Mumsnet has not checked the qualifications of anyone posting here. If you need help urgently or expert advice, please see our domestic violence webguide and/or relationships webguide. Many Mumsnetters experiencing domestic abuse have found this thread helpful: Listen up, everybody

How fast is too fast?

39 replies

Calorblue · 05/05/2026 17:39

I let a guy online dating 7 weeks ago. I’m 60, he’s 55, though I am regularly mistaken for being younger than my age.
He is refreshingly lovely and direct, didn’t waste any time asking me for a video chat on two occasions followed by some lovely dates. We clicked and gone on brilliantly, it’s been lovely.
He owns a restaurant with a flat above, and has introduced me to his staff and they have all been very welcoming when I been there waiting for him to finish before and after our dates.
He has been very open about feeling a lot for me which has been lovely for me after years of being neglected in relationships, and he’s now talking about a possible future together. I’ve teased him about love bombing etc but I also like him a lot.
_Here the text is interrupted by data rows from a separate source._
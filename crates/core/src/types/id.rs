//! Newtype IDs for type-safe entity references.
//!
//! Use the `define_id!` macro to create type-safe ID wrappers that prevent
//! accidentally mixing IDs from different entity types. All identifiers are
//! opaque strings; baseline data uses short ids (`r1`, `p3`) while ids minted
//! at runtime carry a one-letter prefix followed by a random UUID.

/// Macro to define a type-safe ID wrapper.
///
/// Creates a newtype wrapper around `String` with:
/// - `Serialize`/`Deserialize` with `#[serde(transparent)]`
/// - `Debug`, `Clone`, `PartialEq`, `Eq`, `Hash`
/// - Conversion methods: `new()`, `as_str()`, `generate()`
/// - `From<&str>`, `From<String>` and `Into<String>` implementations
///
/// # Example
///
/// ```rust
/// # use ecosankalp_core::define_id;
/// define_id!(UserId, "u");
/// define_id!(OrderId, "o");
///
/// let user_id = UserId::new("u1");
/// let order_id = OrderId::generate();
/// assert!(order_id.as_str().starts_with('o'));
///
/// // These are different types, so this won't compile:
/// // let _: UserId = order_id;
/// ```
#[macro_export]
macro_rules! define_id {
    ($name:ident, $prefix:literal) => {
        #[derive(
            Debug,
            Clone,
            PartialEq,
            Eq,
            Hash,
            PartialOrd,
            Ord,
            ::serde::Serialize,
            ::serde::Deserialize
        )]
        #[serde(transparent)]
        pub struct $name(String);

        impl $name {
            /// Prefix used for freshly generated ids.
            pub const PREFIX: &'static str = $prefix;

            /// Create an ID from an existing string value.
            #[must_use]
            pub fn new(id: impl Into<String>) -> Self {
                Self(id.into())
            }

            /// Mint a new random ID.
            #[must_use]
            pub fn generate() -> Self {
                Self(format!("{}{}", $prefix, ::uuid::Uuid::new_v4().simple()))
            }

            /// Get the underlying string value.
            #[must_use]
            pub fn as_str(&self) -> &str {
                &self.0
            }
        }

        impl ::core::fmt::Display for $name {
            fn fmt(&self, f: &mut ::core::fmt::Formatter<'_>) -> ::core::fmt::Result {
                f.write_str(&self.0)
            }
        }

        impl From<&str> for $name {
            fn from(id: &str) -> Self {
                Self(id.to_owned())
            }
        }

        impl From<String> for $name {
            fn from(id: String) -> Self {
                Self(id)
            }
        }

        impl From<$name> for String {
            fn from(id: $name) -> Self {
                id.0
            }
        }

        impl AsRef<str> for $name {
            fn as_ref(&self) -> &str {
                &self.0
            }
        }
    };
}

// Define standard entity IDs
define_id!(UserId, "u");
define_id!(ReportId, "r");
define_id!(ModuleId, "m");
define_id!(ProductId, "p");
define_id!(OrderId, "o");
define_id!(QueryId, "q");
define_id!(FacilityId, "f");
define_id!(QuestionId, "qq");

impl UserId {
    /// Derive a stable user id from an email address.
    ///
    /// Logging in twice with the same email yields the same id, so reports
    /// filed in earlier sessions stay attributed to the user.
    #[must_use]
    pub fn from_email(email: &crate::Email) -> Self {
        let uuid = ::uuid::Uuid::new_v5(&::uuid::Uuid::NAMESPACE_OID, email.as_bytes());
        Self(format!("{}{}", Self::PREFIX, uuid.simple()))
    }
}
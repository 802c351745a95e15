//! End-to-end journeys through the domain store.

#![allow(clippy::unwrap_used)]

use ecosankalp_core::{
    OrderStatus, Price, ProductCategory, ProductId, QueryId, QueryStatus, ReportStatus, UserId,
};
use ecosankalp_integration_tests::{citizen_store, report_draft, training_chain};
use ecosankalp_store::models::{CartItem, Product};
use ecosankalp_store::models::order::is_well_formed_tracking_number;
use ecosankalp_store::{DomainStore, StoreError};

fn product(id: &str, rupees: i64) -> Product {
    Product {
        id: ProductId::new(id),
        name: format!("Product {id}"),
        description: String::new(),
        price: Price::inr(rupees),
        green_points_price: 0,
        image: "/placeholder.svg".to_owned(),
        category: ProductCategory::Accessories,
        in_stock: true,
    }
}

// =============================================================================
// Reports
// =============================================================================

#[test]
fn test_submitted_report_is_pending_and_rewarded() {
    let mut store = citizen_store("warrior@example.com").unwrap();
    let before = store.user().unwrap().green_points;

    let report = store.submit_report(report_draft("Sector 21 market")).unwrap();

    assert_eq!(report.status, ReportStatus::Pending);
    assert_eq!(store.user().unwrap().green_points, before + 25);
    assert_eq!(store.reports().next().map(|r| &r.id), Some(&report.id));

    let user_id = store.user().unwrap().id.clone();
    assert_eq!(store.report_stats_for_user(&user_id).pending, 1);
    assert_eq!(store.dashboard().unwrap().reports.total, 1);
}

// =============================================================================
// Training
// =============================================================================

#[test]
fn test_completing_first_of_three_modules() {
    let mut store = citizen_store("learner@example.com")
        .unwrap()
        .with_training_modules(training_chain(3));
    let first = store.training_modules().first().unwrap().id.clone();

    store.complete_module(&first).unwrap();

    let flags: Vec<_> = store
        .training_modules()
        .iter()
        .map(|m| (m.is_completed, m.is_locked))
        .collect();
    assert_eq!(flags, [(true, false), (false, false), (false, true)]);
    assert_eq!(store.training_progress(), 33);
    assert_eq!(store.training_progress(), 33);
    assert!(!store.is_certified());
}

// =============================================================================
// Cart
// =============================================================================

#[test]
fn test_setting_quantity_to_zero_empties_cart() {
    let mut store = DomainStore::in_memory();
    let item = product("x1", 100);
    store.add_to_cart(&item, false).unwrap();
    store.add_to_cart(&item, false).unwrap();
    assert_eq!(store.cart_total(), Price::inr(200));

    store.update_cart_quantity(&item.id, 0);

    assert!(store.cart().is_empty());
    assert_eq!(store.cart_total(), Price::inr(0));
}

// =============================================================================
// Orders
// =============================================================================

#[test]
fn test_order_total_status_and_tracking_number() {
    let mut store = DomainStore::in_memory();
    let items = [CartItem {
        product: product("x2", 500),
        quantity: 2,
        use_green_points: false,
    }];

    let order = store.create_order(&UserId::new("u1"), &items).unwrap();

    assert_eq!(order.total, Price::inr(1000));
    assert_eq!(order.status, OrderStatus::Processing);
    assert!(is_well_formed_tracking_number(&order.tracking_number));
    assert_eq!(
        store.order_by_tracking_number(&order.tracking_number),
        Some(&order)
    );
}

#[test]
fn test_empty_order_is_rejected() {
    let mut store = DomainStore::in_memory();
    assert!(matches!(
        store.create_order(&UserId::new("u1"), &[]),
        Err(StoreError::Validation(_))
    ));
}

// =============================================================================
// Queries
// =============================================================================

#[test]
fn test_closing_closed_query_changes_nothing() {
    let mut store = DomainStore::in_memory();
    let id = QueryId::new("q2");
    store.close_query(&id);
    let snapshot: Vec<_> = store.queries().cloned().collect();

    store.close_query(&id);

    assert_eq!(store.query(&id).unwrap().status, QueryStatus::Closed);
    assert_eq!(store.queries().cloned().collect::<Vec<_>>(), snapshot);
}
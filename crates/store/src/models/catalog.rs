//! Marketplace catalog, cart lines and facility reference data.

use serde::{Deserialize, Serialize};

use ecosankalp_core::{FacilityId, FacilityType, Price, ProductCategory, ProductId};

use super::GeoLocation;

/// A marketplace product. Catalog entries are immutable reference data.
#[derive(Debug, Clone, PartialEq, Eq, Serialize, Deserialize)]
#[serde(rename_all = "camelCase")]
pub struct Product {
    pub id: ProductId,
    pub name: String,
    pub description: String,
    /// Cash price.
    pub price: Price,
    /// Price when redeemed with Green Points.
    pub green_points_price: u32,
    pub image: String,
    pub category: ProductCategory,
    pub in_stock: bool,
}

/// One cart line. The product is snapshotted when it is added.
#[derive(Debug, Clone, PartialEq, Eq, Serialize, Deserialize)]
#[serde(rename_all = "camelCase")]
pub struct CartItem {
    pub product: Product,
    /// Always at least 1 while the line is in a cart.
    pub quantity: u32,
    /// Buyer asked to redeem Green Points for this line.
    pub use_green_points: bool,
}

impl CartItem {
    /// Unit price times quantity.
    #[must_use]
    pub fn line_total(&self) -> Price {
        self.product.price.times(self.quantity)
    }
}

/// Sum of `price * quantity` over the lines.
///
/// Lines flagged for Green Point redemption are charged at full price.
#[must_use]
pub fn items_total(items: &[CartItem]) -> Price {
    items.iter().map(CartItem::line_total).sum()
}

/// A waste processing facility.
#[derive(Debug, Clone, PartialEq, Serialize, Deserialize)]
#[serde(rename_all = "camelCase")]
pub struct Facility {
    pub id: FacilityId,
    pub name: String,
    #[serde(rename = "type")]
    pub facility_type: FacilityType,
    pub location: GeoLocation,
    pub phone: String,
    pub hours: String,
}

#[cfg(test)]
mod tests {
    use super::*;

    fn product(id: &str, rupees: i64) -> Product {
        Product {
            id: ProductId::new(id),
            name: id.to_owned(),
            description: String::new(),
            price: Price::inr(rupees),
            green_points_price: 10,
            image: String::new(),
            category: ProductCategory::Bags,
            in_stock: true,
        }
    }

    #[test]
    fn test_items_total_ignores_redemption_flag() {
        let items = vec![
            CartItem {
                product: product("a", 100),
                quantity: 3,
                use_green_points: false,
            },
            CartItem {
                product: product("b", 250),
                quantity: 2,
                use_green_points: true,
            },
        ];
        assert_eq!(items_total(&items), Price::inr(800));
    }

    #[test]
    fn test_items_total_empty() {
        assert_eq!(items_total(&[]), Price::default());
    }
}
//! Read-only figures.

use tracing::info;

use ecosankalp_core::FacilityType;
use ecosankalp_store::DomainStore;

pub fn stats(store: &DomainStore) {
    let live = store.live_stats();
    info!(
        "Platform: {} reported, {} treated, {} active users, {} trees planted",
        live.waste_reported, live.waste_treated, live.active_users, live.trees_planted
    );

    let reports = store.report_stats();
    info!(
        "Reports: {} total, {} pending, {} verified, {} cleaned",
        reports.total, reports.pending, reports.verified, reports.cleaned
    );
    info!("Open tickets: {}", store.open_query_count());
    for (status, count) in store.order_status_counts() {
        info!("Orders {}: {count}", status.label());
    }

    if let Some(dash) = store.dashboard() {
        info!(
            "You: {} points, level {} ({}), {} reports, {} modules done, training {}%",
            dash.green_points,
            dash.level,
            dash.level_title,
            dash.reports.total,
            dash.completed_modules,
            dash.training_progress
        );
    }
}

pub fn facilities(store: &DomainStore, facility_type: Option<FacilityType>) {
    let facilities = store
        .facilities()
        .iter()
        .filter(|f| facility_type.is_none_or(|t| f.facility_type == t));
    for f in facilities {
        info!(
            "{} {} [{}] {} | {} | {}",
            f.id, f.name, f.facility_type, f.location.address, f.phone, f.hours
        );
    }
}
//! Sign-in commands.

use secrecy::SecretString;
use tracing::info;

use ecosankalp_core::UserRole;
use ecosankalp_store::DomainStore;

pub fn login(
    store: &mut DomainStore,
    email: &str,
    password: String,
    role: UserRole,
) -> Result<(), Box<dyn std::error::Error>> {
    let user = store.login(email, &SecretString::from(password), role)?;
    info!(
        "Signed in as {} ({}), {} Green Points",
        user.name, user.role, user.green_points
    );
    Ok(())
}

pub fn admin_login(
    store: &mut DomainStore,
    email: &str,
    password: String,
) -> Result<(), Box<dyn std::error::Error>> {
    let user = store.admin_login(email, &SecretString::from(password))?;
    info!("Admin console unlocked for {}", user.name);
    Ok(())
}

pub fn signup(
    store: &mut DomainStore,
    name: &str,
    email: &str,
    password: String,
    role: UserRole,
) -> Result<(), Box<dyn std::error::Error>> {
    let user = store.signup(name, email, &SecretString::from(password), role)?;
    info!("Welcome, {}! Account {} created", user.name, user.id);
    Ok(())
}

pub fn logout(store: &mut DomainStore) {
    store.logout();
    info!("Signed out");
}

pub fn whoami(store: &DomainStore) {
    match store.user() {
        Some(user) => info!(
            "{} <{}> role={} level={} ({}) points={} joined={}",
            user.name,
            user.email,
            user.role,
            user.level,
            user.level_title(),
            user.green_points,
            user.joined_at.format("%Y-%m-%d")
        ),
        None => info!("Not signed in"),
    }
}
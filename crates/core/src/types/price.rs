//! Type-safe price representation using decimal arithmetic.

use core::fmt;
use core::iter::Sum;
use core::ops::Add;

use rust_decimal::Decimal;
use serde::{Deserialize, Serialize};

/// A price with currency information.
///
/// Amounts are kept in the currency's standard unit (rupees, not paise).
#[derive(Debug, Clone, Copy, PartialEq, Eq, Serialize, Deserialize)]
pub struct Price {
    /// Amount in the currency's standard unit.
    pub amount: Decimal,
    /// ISO 4217 currency code.
    pub currency_code: CurrencyCode,
}

impl Price {
    /// Create a new price.
    #[must_use]
    pub const fn new(amount: Decimal, currency_code: CurrencyCode) -> Self {
        Self {
            amount,
            currency_code,
        }
    }

    /// Create a price of whole rupees.
    #[must_use]
    pub fn inr(rupees: i64) -> Self {
        Self::new(Decimal::from(rupees), CurrencyCode::INR)
    }

    /// A zero amount in the given currency.
    #[must_use]
    pub const fn zero(currency_code: CurrencyCode) -> Self {
        Self::new(Decimal::ZERO, currency_code)
    }

    /// Multiply the unit price by a quantity.
    #[must_use]
    pub fn times(self, quantity: u32) -> Self {
        Self::new(self.amount * Decimal::from(quantity), self.currency_code)
    }
}

impl Default for Price {
    fn default() -> Self {
        Self::zero(CurrencyCode::default())
    }
}

impl Add for Price {
    type Output = Self;

    /// Adds two prices. The catalog is single-currency, so the left-hand
    /// currency code is kept.
    fn add(self, rhs: Self) -> Self {
        Self::new(self.amount + rhs.amount, self.currency_code)
    }
}

impl Sum for Price {
    fn sum<I: Iterator<Item = Self>>(iter: I) -> Self {
        iter.fold(Self::default(), Add::add)
    }
}

impl fmt::Display for Price {
    fn fmt(&self, f: &mut fmt::Formatter<'_>) -> fmt::Result {
        write!(f, "{}{}", self.currency_code.symbol(), self.amount)
    }
}

/// ISO 4217 currency codes.
#[derive(Debug, Clone, Copy, PartialEq, Eq, Hash, Serialize, Deserialize, Default)]
pub enum CurrencyCode {
    #[default]
    INR,
    USD,
    EUR,
}

impl CurrencyCode {
    /// Display symbol for the currency.
    #[must_use]
    pub const fn symbol(&self) -> &'static str {
        match self {
            Self::INR => "₹",
            Self::USD => "$",
            Self::EUR => "€",
        }
    }
}

#[cfg(test)]
mod tests {
    use super::*;

    #[test]
    fn test_times() {
        assert_eq!(Price::inr(500).times(2), Price::inr(1000));
        assert_eq!(Price::inr(500).times(0), Price::inr(0));
    }

    #[test]
    fn test_sum() {
        let total: Price = [Price::inr(100), Price::inr(250), Price::inr(1)]
            .into_iter()
            .sum();
        assert_eq!(total, Price::inr(351));
    }

    #[test]
    fn test_sum_empty_is_zero() {
        let total: Price = core::iter::empty().sum();
        assert_eq!(total.amount, Decimal::ZERO);
    }

    #[test]
    fn test_display() {
        assert_eq!(Price::inr(1499).to_string(), "₹1499");
    }
}
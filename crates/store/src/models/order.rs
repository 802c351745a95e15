//! Marketplace orders.

use chrono::{DateTime, Utc};
use rand::Rng;
use serde::{Deserialize, Serialize};

use ecosankalp_core::{OrderId, OrderStatus, Price, UserId};

use super::CartItem;

/// Prefix of every generated tracking number.
pub const TRACKING_PREFIX: &str = "TRK";

/// A placed order.
///
/// `items` is a snapshot of the cart at checkout and never changes afterwards.
#[derive(Debug, Clone, PartialEq, Serialize, Deserialize)]
#[serde(rename_all = "camelCase")]
pub struct Order {
    pub id: OrderId,
    pub user_id: UserId,
    pub items: Vec<CartItem>,
    pub total: Price,
    pub created_at: DateTime<Utc>,
    pub status: OrderStatus,
    pub tracking_number: String,
}

/// Generate a tracking number: `TRK` followed by six digits.
#[must_use]
pub fn generate_tracking_number() -> String {
    let digits: u32 = rand::rng().random_range(100_000..=999_999);
    format!("{TRACKING_PREFIX}{digits}")
}

/// Whether a string looks like a tracking number this store issues.
#[must_use]
pub fn is_well_formed_tracking_number(s: &str) -> bool {
    s.strip_prefix(TRACKING_PREFIX).is_some_and(|digits| {
        digits.len() == 6
            && digits.bytes().all(|b| b.is_ascii_digit())
            && !digits.starts_with('0')
    })
}
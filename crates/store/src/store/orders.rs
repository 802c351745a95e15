//! Order creation and fulfillment.

use chrono::Utc;
use tracing::{debug, info, instrument};

use ecosankalp_core::{OrderId, OrderStatus, UserId};

use super::DomainStore;
use crate::error::{Result, StoreError};
use crate::models::order::generate_tracking_number;
use crate::models::{CartItem, Order, catalog::items_total};
use crate::storage::Slot;

impl DomainStore {
    /// Record an order for `items` in `processing`.
    ///
    /// The cart and the user's points are left alone; checkout clears the
    /// cart itself once the order exists.
    ///
    /// # Errors
    ///
    /// Returns `StoreError::Validation` if `items` is empty or a line has
    /// zero quantity.
    #[instrument(skip(self, items), fields(user_id = %user_id, lines = items.len()))]
    pub fn create_order(&mut self, user_id: &UserId, items: &[CartItem]) -> Result<Order> {
        if items.is_empty() {
            return Err(StoreError::Validation("order has no items".to_owned()));
        }
        if let Some(item) = items.iter().find(|item| item.quantity == 0) {
            return Err(StoreError::Validation(format!(
                "quantity for {} must be at least 1",
                item.product.id
            )));
        }

        let order = Order {
            id: OrderId::generate(),
            user_id: user_id.clone(),
            items: items.to_vec(),
            total: items_total(items),
            created_at: Utc::now(),
            status: OrderStatus::Processing,
            tracking_number: self.unused_tracking_number(generate_tracking_number),
        };
        self.orders.push(order.clone());

        info!(
            order_id = %order.id,
            tracking_number = %order.tracking_number,
            total = %order.total,
            "Order created"
        );
        self.persist(Slot::Orders);
        Ok(order)
    }

    /// Draw tracking numbers from `generate` until one is not already taken.
    fn unused_tracking_number(&self, mut generate: impl FnMut() -> String) -> String {
        loop {
            let candidate = generate();
            if self.order_by_tracking_number(&candidate).is_none() {
                return candidate;
            }
            debug!(tracking_number = %candidate, "Tracking number taken, drawing again");
        }
    }

    /// Move an order along the fulfillment graph.
    ///
    /// Re-applying the current status changes nothing.
    ///
    /// # Errors
    ///
    /// Returns `StoreError::NotFound` for an unknown id, or
    /// `StoreError::InvalidTransition` for a move the graph does not allow.
    #[instrument(skip(self), fields(order_id = %id, to = %status))]
    pub fn update_order_status(&mut self, id: &OrderId, status: OrderStatus) -> Result<()> {
        let order = self
            .orders
            .iter_mut()
            .find(|o| &o.id == id)
            .ok_or_else(|| StoreError::not_found("order", id))?;

        if order.status == status {
            return Ok(());
        }
        if !order.status.can_transition_to(status) {
            return Err(StoreError::invalid_transition("order", order.status, status));
        }

        info!(from = %order.status, "Order status updated");
        order.status = status;
        self.persist(Slot::Orders);
        Ok(())
    }
}
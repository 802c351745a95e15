//! In-memory storage backend.

use std::collections::HashMap;
use std::sync::{Arc, Mutex, MutexGuard};

use super::{KeyValueStore, StorageError};

/// Process-local key/value storage.
///
/// Clones share the same map, so a test can hand one clone to a store and
/// keep another to inspect or pre-seed slots.
#[derive(Debug, Clone, Default)]
pub struct MemoryStorage {
    entries: Arc<Mutex<HashMap<String, String>>>,
}

impl MemoryStorage {
    /// Create an empty storage.
    #[must_use]
    pub fn new() -> Self {
        Self::default()
    }

    fn lock(&self) -> Result<MutexGuard<'_, HashMap<String, String>>, StorageError> {
        self.entries
            .lock()
            .map_err(|_| StorageError::Unavailable("memory storage lock poisoned".to_owned()))
    }
}

impl KeyValueStore for MemoryStorage {
    fn get(&self, key: &str) -> Result<Option<String>, StorageError> {
        Ok(self.lock()?.get(key).cloned())
    }

    fn set(&mut self, key: &str, value: &str) -> Result<(), StorageError> {
        self.lock()?.insert(key.to_owned(), value.to_owned());
        Ok(())
    }

    fn remove(&mut self, key: &str) -> Result<(), StorageError> {
        self.lock()?.remove(key);
        Ok(())
    }
}

#[cfg(test)]
#[allow(clippy::unwrap_used)]
mod tests {
    use super::*;

    #[test]
    fn test_clones_share_entries() {
        let mut storage = MemoryStorage::new();
        let observer = storage.clone();

        storage.set("es_cart", "[]").unwrap();
        assert_eq!(observer.get("es_cart").unwrap().as_deref(), Some("[]"));

        storage.remove("es_cart").unwrap();
        assert_eq!(observer.get("es_cart").unwrap(), None);
    }

    #[test]
    fn test_remove_absent_key() {
        let mut storage = MemoryStorage::new();
        assert!(storage.remove("missing").is_ok());
    }
}
//! Domain models for the store.
//!
//! Serialized field names are camelCase. Slots hold these shapes inside a
//! versioned envelope; bare payloads without one are not read back.

pub mod catalog;
pub mod order;
pub mod query;
pub mod report;
pub mod training;
pub mod user;

pub use catalog::{CartItem, Facility, Product};
pub use order::Order;
pub use query::{QueryDraft, UserQuery};
pub use report::{GeoLocation, ReportDraft, WasteReport};
pub use training::{QuizQuestion, QuizScore, TrainingModule};
pub use user::User;
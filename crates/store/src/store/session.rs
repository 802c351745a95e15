//! Sign-in, sign-up and sign-out.
//!
//! There is no credential store: any email-shaped login succeeds and
//! passwords are accepted as-is, except on the admin console gate.

use chrono::Utc;
use secrecy::{ExposeSecret, SecretString};
use tracing::{info, instrument, warn};

use ecosankalp_core::{Email, UserId, UserRole};

use super::{DomainStore, require_non_empty};
use crate::error::{AuthError, Result};
use crate::models::User;
use crate::storage::Slot;

impl DomainStore {
    /// Sign in and replace the session.
    ///
    /// The display name is derived from the email and the id is stable per
    /// email. Citizens start at level 2 with the configured seed balance;
    /// other roles start at level 1 with nothing.
    ///
    /// # Errors
    ///
    /// Returns `StoreError::Auth` if the email is malformed.
    #[instrument(skip(self, email, _password), fields(role = %role))]
    pub fn login(&mut self, email: &str, _password: &SecretString, role: UserRole) -> Result<User> {
        let email = Email::parse(email).map_err(AuthError::from)?;

        let (green_points, level) = match role {
            UserRole::Citizen => (self.rewards.citizen_seed_points, 2),
            UserRole::Worker | UserRole::Admin => (0, 1),
        };
        let user = User {
            id: UserId::from_email(&email),
            name: email.display_name(),
            email,
            role,
            green_points,
            level,
            training_completed: false,
            joined_at: Utc::now(),
        };

        info!(user_id = %user.id, "User signed in");
        Ok(self.start_session(user))
    }

    /// Sign in through the admin console.
    ///
    /// # Errors
    ///
    /// Returns `AuthError::InvalidCredentials` if the password is not the
    /// configured admin secret, or `StoreError::Auth` for a malformed email.
    /// The session is untouched on failure.
    #[instrument(skip(self, email, password))]
    pub fn admin_login(&mut self, email: &str, password: &SecretString) -> Result<User> {
        if password.expose_secret() != self.admin_secret.expose_secret() {
            warn!("Admin sign-in rejected");
            return Err(AuthError::InvalidCredentials.into());
        }
        self.login(email, password, UserRole::Admin)
    }

    /// Create an account and sign it in.
    ///
    /// # Errors
    ///
    /// Returns `StoreError::Validation` if the name is blank, or
    /// `StoreError::Auth` if the email is malformed.
    #[instrument(skip(self, name, email, _password), fields(role = %role))]
    pub fn signup(
        &mut self,
        name: &str,
        email: &str,
        _password: &SecretString,
        role: UserRole,
    ) -> Result<User> {
        require_non_empty("name", name)?;
        let email = Email::parse(email).map_err(AuthError::from)?;

        let user = User {
            id: UserId::generate(),
            name: name.trim().to_owned(),
            email,
            role,
            green_points: 0,
            level: 1,
            training_completed: false,
            joined_at: Utc::now(),
        };

        info!(user_id = %user.id, "User signed up");
        Ok(self.start_session(user))
    }

    /// Sign out and empty the cart. Safe to call when nobody is signed in.
    #[instrument(skip(self))]
    pub fn logout(&mut self) {
        if let Some(user) = self.user.take() {
            info!(user_id = %user.id, "User signed out");
        }
        self.cart.clear();
        self.persist(Slot::User);
        self.persist(Slot::Cart);
    }

    fn start_session(&mut self, user: User) -> User {
        self.user = Some(user.clone());
        self.persist(Slot::User);
        user
    }
}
We are very deep text and honest with each other, he has asked me if my reticence has been because I’ve been let down in the past, which I guess has scarred me, but I don’t want to bring past hurts into a new relationship.
He is saying’no pressure’ but explains his eagerness to at least start talking about the future is because we don’t have much life left to waste time dating people 6 months here, 6 months there.
I’m all in but also cautious… is this a red flag from him?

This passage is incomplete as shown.